The Application School

As a balance to the Exposition School, those of the Application School would suggest that the purpose of preaching has more to do with life transformation than information explained from the biblical text. While members of this school may be reacting to a caricature of expositional models, their concern is for the applicability and relevance of preaching to contemporary life. There is no hint here that the Bible is out-of-date or irrelevant, but their desire is to highlight the ‘so what’ and the ‘now what’ aspects of the text in specific ways. Exegesis is prized, but as a means of arriving at the ‘business end’ of the text and not as an end in itself. Main points of the sermon often highlight the application value of the text rather than seeing application as being chronologically or logically secondary to its explanation. It is hard not to appreciate the desire to highlight the life-transforming power of God through his Word.

We may, however, overbalance our emphasis on application so our sermons become anthropocentric in focus. Moralism and pragmatism may be potential dangers for us if we are not vigilant. We would do well to remember the seasoned advice of Lesslie Newbigin:

I am saying that authentic Christian thought and action begin not by attending to the aspirations of the people, not by answering the questions they are asking in their terms, not by offering solutions to the problems as the world sees them. It must begin and continue by attending to what God has done in the story of Israel and supremely in the story of Jesus Christ. It must continue by indwelling that story so that it is our story, the way we understand the real story. And then, and this is the vital point, to attend with open hearts and minds to the real needs of people in the way that Jesus attended to them, knowing that the real need is that which can only be satisfied by everything that comes from the mouth of God (Matt. 4:4).3

The Communication School

A moderating view between the previous two is the Communication School. This is not to suggest that it must of necessity combine the best aspects and be immune to the potential misapplications of the previous two schools. Preachers of the Communication School desire to bring the message of the biblical text to bear on the contemporary congregation in a way that leads to personal response. In a sense, these preachers attempt to balance the message of the text with the rhetorical task of relevant communication. So both exposition and application are important to them. Members of this school often feel free to experiment with different sermon forms so long as they serve the main thrust of the text. What is paramount here is that the main theme or idea of the text is unearthed and communicated in a relevant way. Again, there is ample reason to applaud such an emphasis.

It may be possible, however, for us to focus so intently on the individual pericope that we lose sight of the overarching sweep of the redemption story. So moralism might be a possibility for us here as well. There also may be some texts that by their complexity of argument or movement defy our best efforts to ‘freeze dry’ them into one main theme or idea. We therefore run the risk of miscommunicating the text on those occasions.
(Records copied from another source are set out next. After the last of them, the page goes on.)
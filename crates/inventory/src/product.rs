//! Product coordinates: vintage year, lot and package size.
//!
//! A product row is uniquely identified by the triple (year, lot, size); the
//! movement form resolves that triple to a product id before inserting.

use core::fmt;
use core::str::FromStr;

use serde::{Deserialize, Serialize};

use oilstock_core::DomainError;

/// Vintage (harvest) year.
pub type Vintage = i32;

/// Vintages offered by the movement form.
pub const VINTAGES: [Vintage; 2] = [2024, 2025];

/// Vintage preselected in the movement form.
pub const DEFAULT_VINTAGE: Vintage = 2024;

/// Production lot within a vintage.
#[derive(Debug, Copy, Clone, PartialEq, Eq, Hash, Default, Serialize, Deserialize)]
pub enum Lot {
    #[default]
    A,
    B,
    C,
}

impl Lot {
    pub const ALL: [Lot; 3] = [Lot::A, Lot::B, Lot::C];

    pub fn as_str(&self) -> &'static str {
        match self {
            Lot::A => "A",
            Lot::B => "B",
            Lot::C => "C",
        }
    }
}

impl fmt::Display for Lot {
    fn fmt(&self, f: &mut fmt::Formatter<'_>) -> fmt::Result {
        f.write_str(self.as_str())
    }
}

impl FromStr for Lot {
    type Err = DomainError;

    fn from_str(s: &str) -> Result<Self, Self::Err> {
        match s.trim() {
            "A" => Ok(Lot::A),
            "B" => Ok(Lot::B),
            "C" => Ok(Lot::C),
            other => Err(DomainError::unknown_code("lot", other)),
        }
    }
}

/// Package size, stored by the backend as the enum codes `ml_250`, `ml_500`
/// and `lt_5`.
#[derive(Debug, Copy, Clone, PartialEq, Eq, Hash, Default, Serialize, Deserialize)]
pub enum PackageSize {
    #[serde(rename = "ml_250")]
    Ml250,
    #[default]
    #[serde(rename = "ml_500")]
    Ml500,
    #[serde(rename = "lt_5")]
    Lt5,
}

impl PackageSize {
    pub const ALL: [PackageSize; 3] = [PackageSize::Ml250, PackageSize::Ml500, PackageSize::Lt5];

    /// Backend enum code.
    pub fn code(&self) -> &'static str {
        match self {
            PackageSize::Ml250 => "ml_250",
            PackageSize::Ml500 => "ml_500",
            PackageSize::Lt5 => "lt_5",
        }
    }

    /// Human label used in the form.
    pub fn label(&self) -> &'static str {
        match self {
            PackageSize::Ml250 => "250ml",
            PackageSize::Ml500 => "500ml",
            PackageSize::Lt5 => "5LT",
        }
    }

    /// Millilitres held by one unit of this size.
    pub fn ml_per_unit(&self) -> i64 {
        match self {
            PackageSize::Ml250 => 250,
            PackageSize::Ml500 => 500,
            PackageSize::Lt5 => 5000,
        }
    }
}

impl fmt::Display for PackageSize {
    fn fmt(&self, f: &mut fmt::Formatter<'_>) -> fmt::Result {
        f.write_str(self.code())
    }
}

impl FromStr for PackageSize {
    type Err = DomainError;

    fn from_str(s: &str) -> Result<Self, Self::Err> {
        match s.trim() {
            "ml_250" => Ok(PackageSize::Ml250),
            "ml_500" => Ok(PackageSize::Ml500),
            "lt_5" => Ok(PackageSize::Lt5),
            other => Err(DomainError::unknown_code("package size", other)),
        }
    }
}

/// Lookup key for `products` (`year`, `lot`, `size`).
#[derive(Debug, Copy, Clone, PartialEq, Eq, Hash, Serialize, Deserialize)]
pub struct ProductKey {
    pub year: Vintage,
    pub lot: Lot,
    pub size: PackageSize,
}

impl ProductKey {
    pub fn new(year: Vintage, lot: Lot, size: PackageSize) -> Self {
        Self { year, lot, size }
    }
}

impl fmt::Display for ProductKey {
    fn fmt(&self, f: &mut fmt::Formatter<'_>) -> fmt::Result {
        write!(f, "{}/{}/{}", self.year, self.lot, self.size)
    }
}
The reason for this discussion of perceived schools within Evangelical homiletics is not to increase the ‘party spirit’ between them or to attempt to supply ammunition to those of ‘competing’ schools. Rather, what is needed within the Evangelical family is a greater appreciation of the differing emphases of these ‘complementary’ schools so that together we grow in our common task of preaching the Word with accuracy, passion, relevance and life-transforming power.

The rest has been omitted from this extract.